Task requirements
Word for word, print the entries that follow.

########################################

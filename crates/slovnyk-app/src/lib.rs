//! Slovnyk App -- library side of the terminal client.
//!
//! Wires config, store, client and the session coordinator together so the
//! binary and the integration tests build sessions the same way.

pub mod config;
pub mod session;
pub mod sink;

use std::path::PathBuf;
use std::sync::Arc;

use slovnyk_client::DictionaryClient;
use slovnyk_storage::SessionStore;

use crate::config::AppConfig;
use crate::session::{Session, LAST_HOST_KEY, LAST_PORT_KEY};

/// Endpoint remembered from the last successful connect, if both halves are
/// present and the port parses.
pub fn remembered_endpoint(store: &SessionStore) -> Option<(String, u16)> {
    let host = store.get_setting(LAST_HOST_KEY, "");
    let port = store.get_setting(LAST_PORT_KEY, "");
    if host.is_empty() {
        return None;
    }
    port.parse().ok().map(|port| (host, port))
}

/// Open the store named by `config` and build a session around it.
/// `host`/`port` override whatever config and the store say.
pub fn open_session(
    config: &AppConfig,
    host: Option<String>,
    port: Option<u16>,
) -> anyhow::Result<Session> {
    let db_path = expand_tilde(&config.storage.database);
    if let Some(parent) = db_path.parent() {
        std::fs::create_dir_all(parent)?;
    }
    let store = SessionStore::open(&db_path, config.storage.history_limit)?;

    let (default_host, default_port) = config.endpoint(remembered_endpoint(&store));
    let host = host.unwrap_or(default_host);
    let port = port.unwrap_or(default_port);
    tracing::info!(db = %db_path.display(), host = %host, port, "session opened");

    let client = Arc::new(DictionaryClient::new(config.client_config(host, port)));
    Ok(Session::new(client, store, config.join_timeout()))
}

pub fn expand_tilde(path: &str) -> PathBuf {
    if let Some(stripped) = path.strip_prefix("~/") {
        if let Some(home) = dirs_or_home() {
            return home.join(stripped);
        }
    }
    PathBuf::from(path)
}

pub fn dirs_or_home() -> Option<PathBuf> {
    std::env::var_os("HOME").map(PathBuf::from)
}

########################################

Finished exercise
filename crates/slovnyk-app/src/lib.rs
//! Slovnyk App -- library side of the terminal client.
//!
//! Wires config, store, client and the session coordinator together so the
//! binary and the integration tests build sessions the same way.

pub mod config;
pub mod session;
pub mod sink;

use std::path::PathBuf;
use std::sync::Arc;

use slovnyk_client::DictionaryClient;
use slovnyk_storage::SessionStore;

use crate::config::AppConfig;
use crate::session::{Session, LAST_HOST_KEY, LAST_PORT_KEY};

/// Endpoint remembered from the last successful connect, if both halves are
/// present and the port parses.
pub fn remembered_endpoint(store: &SessionStore) -> Option<(String, u16)> {
    let host = store.get_setting(LAST_HOST_KEY, "");
    let port = store.get_setting(LAST_PORT_KEY, "");
    if host.is_empty() {
        return None;
    }
    port.parse().ok().map(|port| (host, port))
}

/// Open the store named by `config` and build a session around it.
/// `host`/`port` override whatever config and the store say.
pub fn open_session(
    config: &AppConfig,
    host: Option<String>,
    port: Option<u16>,
) -> anyhow::Result<Session> {
    let db_path = expand_tilde(&config.storage.database);
    if let Some(parent) = db_path.parent() {
        std::fs::create_dir_all(parent)?;
    }
    let store = SessionStore::open(&db_path, config.storage.history_limit)?;

    let (default_host, default_port) = config.endpoint(remembered_endpoint(&store));
    let host = host.unwrap_or(default_host);
    let port = port.unwrap_or(default_port);
    tracing::info!(db = %db_path.display(), host = %host, port, "session opened");

    let client = Arc::new(DictionaryClient::new(config.client_config(host, port)));
    Ok(Session::new(client, store, config.join_timeout()))
}

pub fn expand_tilde(path: &str) -> PathBuf {
    if let Some(stripped) = path.strip_prefix("~/") {
        if let Some(home) = dirs_or_home() {
            return home.join(stripped);
        }
    }
    PathBuf::from(path)
}

pub fn dirs_or_home() -> Option<PathBuf> {
    std::env::var_os("HOME").map(PathBuf::from)
}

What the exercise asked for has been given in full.